Sr Data Architect
JOB DETAILS
Role Title: Senior Data Architect
Contract Duration – 6 Months
Work mode: Hybrid | WFO 2 days a week.
Location: London
Data Hands-On Architect FULL JD
• Data Products (To-Be):
Channel Ops Warehouse (~30-day high-perf layer) and Channel Analytics Lake (7+ yrs). Expose status and statements APIs with clear SLAs.
• Platform Architecture:
S3/Glue/Athena/Iceberg lakehouse, Redshift for BI/ops. QuickSight for PO/ops dashboards. Lambda/Step Functions for stream processing orchestration.
• Streaming & Ingest:
Kafka (K4/K5/Confluent) and AWS MSK/Kinesis; connectors/CDC to DW/Lake. Partitioning, retention, replay, idempotency. EventBridge for AWS-native event routing.
• Event Contracts:
Avro/Protobuf, Schema Registry, compatibility rules, versioning strategy.
• As-Is → To-Be:
Inventory APIs/File/SWIFT feeds and stores (Aurora Postgres, Kafka). Define migration waves, cutover runbooks.
• Governance & Quality:
Data-as-a-product ownership, lineage, access controls, quality rules, retention.
• Observability & FinOps:
Grafana/Prometheus/CloudWatch for TPS, success rate, lag, spend per 1M events. Runbooks + actionable alerts.
• Scale & Resilience:
Tens of millions of payments/day, multi-AZ/region patterns, pragmatic RPO/RTO.
• Security:
Data classification, KMS encryption, tokenization where needed, least-privilege IAM, immutable audit.
• Hands-on Build:
Python/Scala/SQL; Spark/Glue; Step Functions/Lambda; IaC (Terraform); CI/CD (GitLab/Jenkins); automated tests.
Must-Have Skills:
• Streaming & EDA
Kafka (Confluent) and AWS MSK/Kinesis/Kinesis Firehose; outbox, ordering, replay, exactly/at-least-once semantics. EventBridge for event routing and filtering.
• Schema Management:
Avro/Protobuf + Schema Registry (compatibility, subject strategy, evolution).
• AWS Data Stack:
S3/Glue/Athena, Redshift, Step Functions, Lambda; Iceberg-ready lakehouse patterns. Kinesis→S3→Glue streaming pipelines; Glue Streaming; DLQ patterns.
• Payments & ISO 20022:
PAIN/PACS/CAMT, lifecycle modeling, reconciliation/advices; API/File/SWIFT channel knowledge.
• Governance:
Data-mesh mindset; ownership, quality SLAs, access, retention, lineage.
• Observability & FinOps:
Build dashboards, alerts, and cost KPIs; troubleshoot lag/throughput at scale.
• Delivery:
Production code, performance profiling, code reviews, automated tests, secure by design.

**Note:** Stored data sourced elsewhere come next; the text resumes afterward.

//! Capped, persisted interaction history.
//!
//! Two independent logs: AI chat exchanges and saved dashboard configs. Both
//! are newest-first, bounded to 50 entries, and survive reloads through the
//! injected store. Operations return the new list as the caller's source of
//! truth; there is no implicit reactivity.

use std::sync::Arc;

use serde::de::DeserializeOwned;
use serde::{Deserialize, Serialize};

use crate::store::{KvStore, CHAT_HISTORY_KEY, DASHBOARD_HISTORY_KEY};

/// Maximum entries retained per log.
pub const HISTORY_CAP: usize = 50;

/// A recorded AI chat exchange.
#[derive(Debug, Clone, Default, PartialEq, Serialize, Deserialize)]
pub struct ChatRecord {
    #[serde(default)]
    pub query: String,
    #[serde(default)]
    pub answer: Option<String>,
    #[serde(default)]
    pub ai_error: Option<String>,
    #[serde(default)]
    pub chart_type: Option<String>,
}

/// A saved dashboard design.
#[derive(Debug, Clone, Default, PartialEq, Serialize, Deserialize)]
pub struct DashboardRecord {
    #[serde(default)]
    pub name: String,
    #[serde(default)]
    pub prompt: String,
    #[serde(default)]
    pub config: Option<serde_json::Value>,
}

/// A history entry: generated id + timestamp wrapping the payload.
#[derive(Debug, Clone, PartialEq, Serialize, Deserialize)]
pub struct HistoryEntry<T> {
    pub id: String,
    pub ts: i64,
    #[serde(flatten)]
    pub record: T,
}

/// Persisted history over the injected store.
pub struct HistoryStore {
    store: Arc<dyn KvStore>,
}

impl HistoryStore {
    pub fn new(store: Arc<dyn KvStore>) -> Self {
        Self { store }
    }

    pub fn chat(&self) -> Vec<HistoryEntry<ChatRecord>> {
        self.read(CHAT_HISTORY_KEY)
    }

    pub fn add_chat(&self, record: ChatRecord) -> Vec<HistoryEntry<ChatRecord>> {
        self.prepend(CHAT_HISTORY_KEY, record)
    }

    pub fn clear_chat(&self) {
        self.store.set(CHAT_HISTORY_KEY, "[]");
    }

    pub fn dashboards(&self) -> Vec<HistoryEntry<DashboardRecord>> {
        self.read(DASHBOARD_HISTORY_KEY)
    }

    pub fn add_dashboard(&self, record: DashboardRecord) -> Vec<HistoryEntry<DashboardRecord>> {
        self.prepend(DASHBOARD_HISTORY_KEY, record)
    }

    pub fn remove_dashboard(&self, id: &str) -> Vec<HistoryEntry<DashboardRecord>> {
        let mut list = self.dashboards();
        list.retain(|entry| entry.id != id);
        self.write(DASHBOARD_HISTORY_KEY, &list);
        list
    }

    pub fn clear_dashboards(&self) {
        self.store.set(DASHBOARD_HISTORY_KEY, "[]");
    }

    fn read<T: DeserializeOwned>(&self, key: &str) -> Vec<HistoryEntry<T>> {
        match self.store.get(key) {
            Some(raw) => serde_json::from_str(&raw).unwrap_or_else(|e| {
                log::warn!("Discarding unreadable history under {}: {}", key, e);
                Vec::new()
            }),
            None => Vec::new(),
        }
    }

    fn write<T: Serialize>(&self, key: &str, list: &[HistoryEntry<T>]) {
        match serde_json::to_string(list) {
            Ok(raw) => self.store.set(key, &raw),
            Err(e) => log::warn!("Failed to serialize history under {}: {}", key, e),
        }
    }

    fn prepend<T: Serialize + DeserializeOwned>(
        &self,
        key: &str,
        record: T,
    ) -> Vec<HistoryEntry<T>> {
        let mut list = self.read(key);
        list.insert(
            0,
            HistoryEntry {
                id: uuid::Uuid::new_v4().to_string(),
                ts: chrono::Utc::now().timestamp_millis(),
                record,
            },
        );
        list.truncate(HISTORY_CAP);
        self.write(key, &list);
        list
    }
}
//! Dashboard assembly: KPI row and chart panels from engine states.
//!
//! Two fallback ladders drive everything. The KPI row prefers the business
//! summary, then smart-analytics KPIs, then raw dataset facts. The chart
//! grid prefers the four business charts, then the smart charts, then a
//! dataset overview panel. A missing or failed source degrades one rung,
//! never the whole view.

use std::sync::Arc;

use serde::Serialize;

use crate::charts::{to_chart_model, ChartData, ChartModel, ChartOptions};
use crate::client::ApiClient;
use crate::kpi::{derive_business_kpis, smart_kpi_slots, KpiSources};
use crate::query::{ChartResponse, QueryData, QueryEngine, QueryKey, QueryName, QueryState};
use crate::types::{Dataset, DateRange, KpiSlot, SmartDashboard, SummaryReport};
use crate::util::fmt_count;

/// Result type for a full dashboard load.
#[derive(Debug, Serialize)]
#[allow(clippy::large_enum_variant)]
#[serde(tag = "status", rename_all = "lowercase")]
pub enum DashboardResult {
    Success { data: DashboardData },
    Empty { message: String },
    Error { message: String },
}

#[derive(Debug, Serialize)]
#[serde(rename_all = "camelCase")]
pub struct DashboardData {
    pub kpis: Vec<KpiSlot>,
    pub charts: Vec<ChartPanel>,
    pub active_dataset: Option<Dataset>,
    pub exports: Vec<ExportLink>,
}

/// One entry in the export row; the browser downloads these directly.
#[derive(Debug, Serialize)]
#[serde(rename_all = "camelCase")]
pub struct ExportLink {
    pub label: String,
    pub url: String,
}

/// One chart slot in the grid.
#[derive(Debug, Serialize)]
#[serde(rename_all = "camelCase")]
pub struct ChartPanel {
    pub title: String,
    #[serde(flatten)]
    pub view: ChartView,
}

/// Render state of a chart slot. `Loading` only while a fetch is in flight;
/// a resolved-but-empty result is `NoData`, which renders the explicit
/// affordance instead of a skeleton.
#[derive(Debug, Serialize)]
#[serde(tag = "state", rename_all = "lowercase")]
pub enum ChartView {
    Loading,
    NoData {
        message: String,
    },
    Ready {
        model: ChartModel,
        narrative: Option<String>,
        ai_error: Option<String>,
    },
}

/// Slots shown while analytics loading is still paused.
pub fn get_started_slots(dataset_count: usize) -> Vec<KpiSlot> {
    use crate::types::Trend;
    vec![
        KpiSlot::new("Total Files", dataset_count.to_string(), Trend::None),
        KpiSlot::new("Status", "No Data", Trend::None),
        KpiSlot::new("Ready", "Upload Files", Trend::None),
        KpiSlot::new("Action", "Get Started", Trend::None),
    ]
}
//! View composition: turns engine states and client responses into
//! render-ready structures. No rendering, no routing.

pub mod dashboard;
pub mod datasets;
pub mod designer;
pub mod transactions;

use std::sync::Arc;

use async_trait::async_trait;

use crate::client::ApiClient;
use crate::error::ApiError;
use crate::query::{QueryData, QueryFetcher, QueryKey, QueryName};
use crate::types::{ChartQuery, KpiMetric};

/// Production fetcher: dispatches each query key to the HTTP client.
pub struct ApiFetcher {
    client: Arc<ApiClient>,
}

impl ApiFetcher {
    pub fn new(client: Arc<ApiClient>) -> Self {
        Self { client }
    }
}

#[async_trait]
impl QueryFetcher for ApiFetcher {
    async fn fetch(&self, key: &QueryKey) -> Result<QueryData, ApiError> {
        match key.name {
            QueryName::Summary => self
                .client
                .report_summary(&key.range)
                .await
                .map(QueryData::Summary),
            QueryName::Datasets => self.client.list_datasets().await.map(QueryData::Datasets),
            QueryName::SmartDashboard => {
                let table = key.dataset.as_deref().ok_or_else(|| ApiError::Server {
                    message: "table_name is required".to_string(),
                })?;
                self.client
                    .smart_dashboard(table, &key.range)
                    .await
                    .map(QueryData::Smart)
            }
            QueryName::SalesChart => self
                .client
                .ai_chart(ChartQuery::SalesOverTime, &key.range)
                .await
                .map(QueryData::Chart),
            QueryName::ProfitChart => self
                .client
                .ai_chart(ChartQuery::MostProfitableProduct, &key.range)
                .await
                .map(QueryData::Chart),
            QueryName::RegionChart => self
                .client
                .ai_chart(ChartQuery::ByRegion, &key.range)
                .await
                .map(QueryData::Chart),
            QueryName::CustomerChart => self
                .client
                .ai_chart(ChartQuery::ByCustomer, &key.range)
                .await
                .map(QueryData::Chart),
            QueryName::SalesKpi => self
                .client
                .analytics_kpi(KpiMetric::TotalSales, &key.range)
                .await
                .map(QueryData::Kpi),
            QueryName::PurchasesKpi => self
                .client
                .analytics_kpi(KpiMetric::TotalPurchases, &key.range)
                .await
                .map(QueryData::Kpi),
            QueryName::QuantityKpi => self
                .client
                .analytics_kpi(KpiMetric::TotalQuantity, &key.range)
                .await
                .map(QueryData::Kpi),
        }
    }
}
//! Durable client storage behind an injected capability.
//!
//! The UI shell owns a handful of keyed strings (credential, theme, history,
//! the auto-load handoff flag). `FileStore` keeps them in a single JSON map
//! file with read-modify-write semantics; tests substitute `MemoryStore`.

use std::collections::HashMap;
use std::fs;
use std::path::{Path, PathBuf};

use parking_lot::Mutex;

pub const API_TOKEN_KEY: &str = "api_token";
pub const THEME_KEY: &str = "theme";
pub const CHAT_HISTORY_KEY: &str = "ai_chat_history_v1";
pub const DASHBOARD_HISTORY_KEY: &str = "ai_dashboard_history_v1";
pub const AUTO_LOAD_KEY: &str = "allow_auto_load";

/// Keyed string storage. Writes are last-write-wins; callers re-read returned
/// values as the source of truth rather than expecting reactivity.
pub trait KvStore: Send + Sync {
    fn get(&self, key: &str) -> Option<String>;
    fn set(&self, key: &str, value: &str);
    fn remove(&self, key: &str);
}

/// In-memory store for tests and ephemeral sessions.
#[derive(Default)]
pub struct MemoryStore {
    map: Mutex<HashMap<String, String>>,
}

impl MemoryStore {
    pub fn new() -> Self {
        Self::default()
    }
}

impl KvStore for MemoryStore {
    fn get(&self, key: &str) -> Option<String> {
        self.map.lock().get(key).cloned()
    }

    fn set(&self, key: &str, value: &str) {
        self.map.lock().insert(key.to_string(), value.to_string());
    }

    fn remove(&self, key: &str) {
        self.map.lock().remove(key);
    }
}

/// JSON-file-backed store. The whole map is rewritten on every change;
/// single-threaded callers make that safe without further discipline.
pub struct FileStore {
    path: PathBuf,
    map: Mutex<HashMap<String, String>>,
}

impl FileStore {
    /// Open (or create) the store file inside `dir`.
    pub fn open(dir: &Path) -> Result<Self, String> {
        if !dir.exists() {
            fs::create_dir_all(dir).map_err(|e| format!("Failed to create store dir: {}", e))?;
        }
        let path = dir.join("client_store.json");
        let map = if path.exists() {
            let content = fs::read_to_string(&path)
                .map_err(|e| format!("Failed to read store: {}", e))?;
            serde_json::from_str(&content).map_err(|e| format!("Failed to parse store: {}", e))?
        } else {
            HashMap::new()
        };
        Ok(Self {
            path,
            map: Mutex::new(map),
        })
    }

    /// Open the store in the default location (`~/.bizboard/`).
    pub fn open_default() -> Result<Self, String> {
        let home = dirs::home_dir().ok_or("Could not find home directory")?;
        Self::open(&home.join(".bizboard"))
    }

    fn flush(&self, map: &HashMap<String, String>) {
        match serde_json::to_string_pretty(map) {
            Ok(content) => {
                if let Err(e) = fs::write(&self.path, content) {
                    log::warn!("Failed to persist client store: {}", e);
                }
            }
            Err(e) => log::warn!("Failed to serialize client store: {}", e),
        }
    }
}

impl KvStore for FileStore {
    fn get(&self, key: &str) -> Option<String> {
        self.map.lock().get(key).cloned()
    }

    fn set(&self, key: &str, value: &str) {
        let mut map = self.map.lock();
        map.insert(key.to_string(), value.to_string());
        self.flush(&map);
    }

    fn remove(&self, key: &str) {
        let mut map = self.map.lock();
        if map.remove(key).is_some() {
            self.flush(&map);
        }
    }
}

#[cfg(test)]
mod tests {
    use super::*;

    #[test]
    fn test_memory_store_round_trip() {
        let store = MemoryStore::new();
        assert!(store.get(THEME_KEY).is_none());
        store.set(THEME_KEY, "dark");
        assert_eq!(store.get(THEME_KEY).as_deref(), Some("dark"));
        store.remove(THEME_KEY);
        assert!(store.get(THEME_KEY).is_none());
    }

    #[test]
    fn test_file_store_persists_across_instances() {
        let dir = tempfile::tempdir().unwrap();
        {
            let store = FileStore::open(dir.path()).unwrap();
            store.set(API_TOKEN_KEY, "abc123");
            store.set(AUTO_LOAD_KEY, "1");
        }
        let reopened = FileStore::open(dir.path()).unwrap();
        assert_eq!(reopened.get(API_TOKEN_KEY).as_deref(), Some("abc123"));
        assert_eq!(reopened.get(AUTO_LOAD_KEY).as_deref(), Some("1"));
        reopened.remove(AUTO_LOAD_KEY);

        let again = FileStore::open(dir.path()).unwrap();
        assert!(again.get(AUTO_LOAD_KEY).is_none());
    }

    #[test]
    fn test_file_store_last_write_wins() {
        let dir = tempfile::tempdir().unwrap();
        let store = FileStore::open(dir.path()).unwrap();
        store.set(THEME_KEY, "light");
        store.set(THEME_KEY, "dark");
        assert_eq!(store.get(THEME_KEY).as_deref(), Some("dark"));
    }
}
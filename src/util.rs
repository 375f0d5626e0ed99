//! Small display helpers shared across view composition.

/// Format a monetary amount as USD with thousands separators, e.g.
/// `1234.5 -> "$1,234.50"`. Negative amounts keep a leading minus sign.
pub fn fmt_currency(amount: f64) -> String {
    let negative = amount < 0.0;
    let cents = (amount.abs() * 100.0).round() as u64;
    let whole = cents / 100;
    let frac = cents % 100;

    let digits = whole.to_string();
    let mut grouped = String::with_capacity(digits.len() + digits.len() / 3);
    for (i, ch) in digits.chars().enumerate() {
        if i > 0 && (digits.len() - i) % 3 == 0 {
            grouped.push(',');
        }
        grouped.push(ch);
    }

    if negative {
        format!("-${}.{:02}", grouped, frac)
    } else {
        format!("${}.{:02}", grouped, frac)
    }
}

/// Format a plain count with thousands separators, e.g. `12000 -> "12,000"`.
pub fn fmt_count(count: u64) -> String {
    let digits = count.to_string();
    let mut grouped = String::with_capacity(digits.len() + digits.len() / 3);
    for (i, ch) in digits.chars().enumerate() {
        if i > 0 && (digits.len() - i) % 3 == 0 {
            grouped.push(',');
        }
        grouped.push(ch);
    }
    grouped
}

#[cfg(test)]
mod tests {
    use super::*;

    #[test]
    fn test_fmt_currency_groups_thousands() {
        assert_eq!(fmt_currency(1234.5), "$1,234.50");
        assert_eq!(fmt_currency(1_000_000.0), "$1,000,000.00");
        assert_eq!(fmt_currency(0.0), "$0.00");
        assert_eq!(fmt_currency(999.0), "$999.00");
    }

    #[test]
    fn test_fmt_currency_negative() {
        assert_eq!(fmt_currency(-1234.56), "-$1,234.56");
    }

    #[test]
    fn test_fmt_currency_rounds_cents() {
        assert_eq!(fmt_currency(10.005), "$10.01");
        assert_eq!(fmt_currency(10.004), "$10.00");
    }

    #[test]
    fn test_fmt_count() {
        assert_eq!(fmt_count(120), "120");
        assert_eq!(fmt_count(12_000), "12,000");
    }
}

• Data Architecture Fundamentals (Must-Have):
- Logical Data Modeling
Entity-relationship diagrams, normalization (1NF through Boyce-Codd/BCNF), denormalization trade-offs; identify functional dependencies and key anomalies.
- Physical Data Modeling
Table design, partitioning strategies, indexes; SCD types; dimensional vs. transactional schemas; storage patterns for OLTP vs. analytics.
- Normalization & Design
Normalize to 3NF/BCNF for OLTP; understand when to denormalize for queries; trade-offs between 3NF, Data Vault, and star schemas.
- CQRS (Command Query Responsibility Segregation)
Separate read/write models; event sourcing and state reconstruction; eventual consistency patterns; when CQRS is justified vs. overkill.
- Event-Driven Architecture (EDA)
Event-first design; aggregate boundaries and invariants; publish/subscribe patterns; saga orchestration; idempotency and at-least-once delivery.
- Bounded Contexts & Domain Modeling
Core/supporting/generic subdomains; context maps (anti-corruption layers, shared kernel, conformist, published language); ubiquitous language.
- Entities, Value Objects & Repositories
Domain entity identity; immutability for value objects; repository abstraction over persistence; temporal/versioned records.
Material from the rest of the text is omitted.